:: What this task involves ::
Give back every line of the data, transcribed exactly.

======

impl BlackoutPreferences {
    const fn default_exclude_weekends() -> bool {
        true
    }
}

/// Represents overrides sourced from runtime inputs (CLI flags).
#[derive(Debug, Default, Clone)]
pub struct RuntimeOverrides {
    pub exclude_weekends: Option<bool>,
    pub quarter_end_blackouts: Option<bool>,
    pub suggestion_limit: Option<usize>,
    pub suggestion_horizon_months: Option<usize>,
    pub timezone: Option<String>,
}

impl RuntimeOverrides {
    pub fn is_empty(&self) -> bool {
        self.exclude_weekends.is_none()
            && self.quarter_end_blackouts.is_none()
            && self.suggestion_limit.is_none()
            && self.suggestion_horizon_months.is_none()
            && self.timezone.is_none()
    }
}

/// Layer runtime overrides on top of the loaded configuration.
pub fn apply_runtime_overrides(
    config: &mut FileConfig,
    overrides: &RuntimeOverrides,
    warnings: &mut Vec<String>,
) {
    if let Some(exclude) = overrides.exclude_weekends {
        config.blackouts.exclude_weekends = exclude;
    }
    if let Some(enabled) = overrides.quarter_end_blackouts {
        config.blackouts.quarter_end_blackouts = enabled;
    }
    if let Some(limit) = overrides.suggestion_limit {
        if limit == 0 {
            warnings.push("Suggestion limit must be at least 1. Keeping configured value.".into());
        } else {
            config.planning.suggestion_limit = limit;
        }
    }
    if let Some(months) = overrides.suggestion_horizon_months {
        if months == 0 {
            warnings
                .push("Suggestion horizon must be at least 1 month. Keeping configured value.".into());
        } else {
            config.planning.suggestion_horizon_months = months;
        }
    }
    if let Some(ref timezone) = overrides.timezone {
        if timezone.parse::<Tz>().is_ok() {
            config.planning.timezone = timezone.clone();
        } else {
            warnings.push(format!(
                "Unknown timezone '{}'. Keeping '{}'.",
                timezone, config.planning.timezone
            ));
        }
    }
}
use chrono::{Datelike, NaiveDate};
use serde::Serialize;

use crate::model::YearMonth;
use crate::planner::Planner;

#[derive(Debug, Clone, PartialEq, Serialize)]
pub struct DayCell {
    pub date: NaiveDate,
    pub blackout: bool,
    /// Distinct colors of the cohorts meeting that day, first-seen order.
    pub colors: Vec<String>,
}

/// Month grid data: blank cells before the 1st (weeks start on Sunday) and one cell per day.
#[derive(Debug, Clone, PartialEq, Serialize)]
pub struct MonthView {
    pub month: String,
    pub leading_blanks: u32,
    pub days: Vec<DayCell>,
}

/// One schedule meeting on a given day.
#[derive(Debug, Clone, PartialEq, Serialize)]
pub struct DayEntry {
    pub title: String,
    pub cohorts: Vec<String>,
    pub window: String,
}

impl MonthView {
    pub fn build(planner: &Planner, month: YearMonth) -> Self {
        let days = month
            .days()
            .map(|date| DayCell {
                date,
                blackout: planner.blackouts().is_blackout(date),
                colors: colors_on(planner, date),
            })
            .collect();

        Self {
            month: month.to_string(),
            leading_blanks: month.first_day().weekday().num_days_from_sunday(),
            days,
        }
    }
}

fn colors_on(planner: &Planner, date: NaiveDate) -> Vec<String> {
    let mut colors: Vec<String> = Vec::new();
    let cohorts = planner
        .schedules()
        .iter()
        .filter(|schedule| schedule.meets_on(date))
        .flat_map(|schedule| schedule.cohorts.iter());
    for name in cohorts {
        let Some(cohort) = planner.cohort(name) else {
            continue;
        };
        if !colors.iter().any(|color| color == cohort.color()) {
            colors.push(cohort.color().to_string());
        }
    }
    colors
}

/// Schedules meeting on `date`, with that day's session window.
pub fn schedules_on(planner: &Planner, date: NaiveDate) -> Vec<DayEntry> {
    planner
        .schedules()
        .iter()
        .filter_map(|schedule| {
            schedule.session_on(date).map(|session| DayEntry {
                title: schedule.title.clone(),
                cohorts: schedule.cohorts.clone(),
                window: session.window(),
            })
        })
        .collect()
}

======

:: Written reply ::
impl BlackoutPreferences {
    const fn default_exclude_weekends() -> bool {
        true
    }
}

/// Represents overrides sourced from runtime inputs (CLI flags).
#[derive(Debug, Default, Clone)]
pub struct RuntimeOverrides {
    pub exclude_weekends: Option<bool>,
    pub quarter_end_blackouts: Option<bool>,
    pub suggestion_limit: Option<usize>,
    pub suggestion_horizon_months: Option<usize>,
    pub timezone: Option<String>,
}

impl RuntimeOverrides {
    pub fn is_empty(&self) -> bool {
        self.exclude_weekends.is_none()
            && self.quarter_end_blackouts.is_none()
            && self.suggestion_limit.is_none()
            && self.suggestion_horizon_months.is_none()
            && self.timezone.is_none()
    }
}

/// Layer runtime overrides on top of the loaded configuration.
pub fn apply_runtime_overrides(
    config: &mut FileConfig,
    overrides: &RuntimeOverrides,
    warnings: &mut Vec<String>,
) {
    if let Some(exclude) = overrides.exclude_weekends {
        config.blackouts.exclude_weekends = exclude;
    }
    if let Some(enabled) = overrides.quarter_end_blackouts {
        config.blackouts.quarter_end_blackouts = enabled;
    }
    if let Some(limit) = overrides.suggestion_limit {
        if limit == 0 {
            warnings.push("Suggestion limit must be at least 1. Keeping configured value.".into());
        } else {
            config.planning.suggestion_limit = limit;
        }
    }
    if let Some(months) = overrides.suggestion_horizon_months {
        if months == 0 {
            warnings
                .push("Suggestion horizon must be at least 1 month. Keeping configured value.".into());
        } else {
            config.planning.suggestion_horizon_months = months;
        }
    }
    if let Some(ref timezone) = overrides.timezone {
        if timezone.parse::<Tz>().is_ok() {
            config.planning.timezone = timezone.clone();
        } else {
            warnings.push(format!(
                "Unknown timezone '{}'. Keeping '{}'.",
                timezone, config.planning.timezone
            ));
        }
    }
}
use chrono::{Datelike, NaiveDate};
use serde::Serialize;

use crate::model::YearMonth;
use crate::planner::Planner;

#[derive(Debug, Clone, PartialEq, Serialize)]
pub struct DayCell {
    pub date: NaiveDate,
    pub blackout: bool,
    /// Distinct colors of the cohorts meeting that day, first-seen order.
    pub colors: Vec<String>,
}

/// Month grid data: blank cells before the 1st (weeks start on Sunday) and one cell per day.
#[derive(Debug, Clone, PartialEq, Serialize)]
pub struct MonthView {
    pub month: String,
    pub leading_blanks: u32,
    pub days: Vec<DayCell>,
}

/// One schedule meeting on a given day.
#[derive(Debug, Clone, PartialEq, Serialize)]
pub struct DayEntry {
    pub title: String,
    pub cohorts: Vec<String>,
    pub window: String,
}

impl MonthView {
    pub fn build(planner: &Planner, month: YearMonth) -> Self {
        let days = month
            .days()
            .map(|date| DayCell {
                date,
                blackout: planner.blackouts().is_blackout(date),
                colors: colors_on(planner, date),
            })
            .collect();

        Self {
            month: month.to_string(),
            leading_blanks: month.first_day().weekday().num_days_from_sunday(),
            days,
        }
    }
}

fn colors_on(planner: &Planner, date: NaiveDate) -> Vec<String> {
    let mut colors: Vec<String> = Vec::new();
    let cohorts = planner
        .schedules()
        .iter()
        .filter(|schedule| schedule.meets_on(date))
        .flat_map(|schedule| schedule.cohorts.iter());
    for name in cohorts {
        let Some(cohort) = planner.cohort(name) else {
            continue;
        };
        if !colors.iter().any(|color| color == cohort.color()) {
            colors.push(cohort.color().to_string());
        }
    }
    colors
}

/// Schedules meeting on `date`, with that day's session window.
pub fn schedules_on(planner: &Planner, date: NaiveDate) -> Vec<DayEntry> {
    planner
        .schedules()
        .iter()
        .filter_map(|schedule| {
            schedule.session_on(date).map(|session| DayEntry {
                title: schedule.title.clone(),
                cohorts: schedule.cohorts.clone(),
                window: session.window(),
            })
        })
        .collect()
}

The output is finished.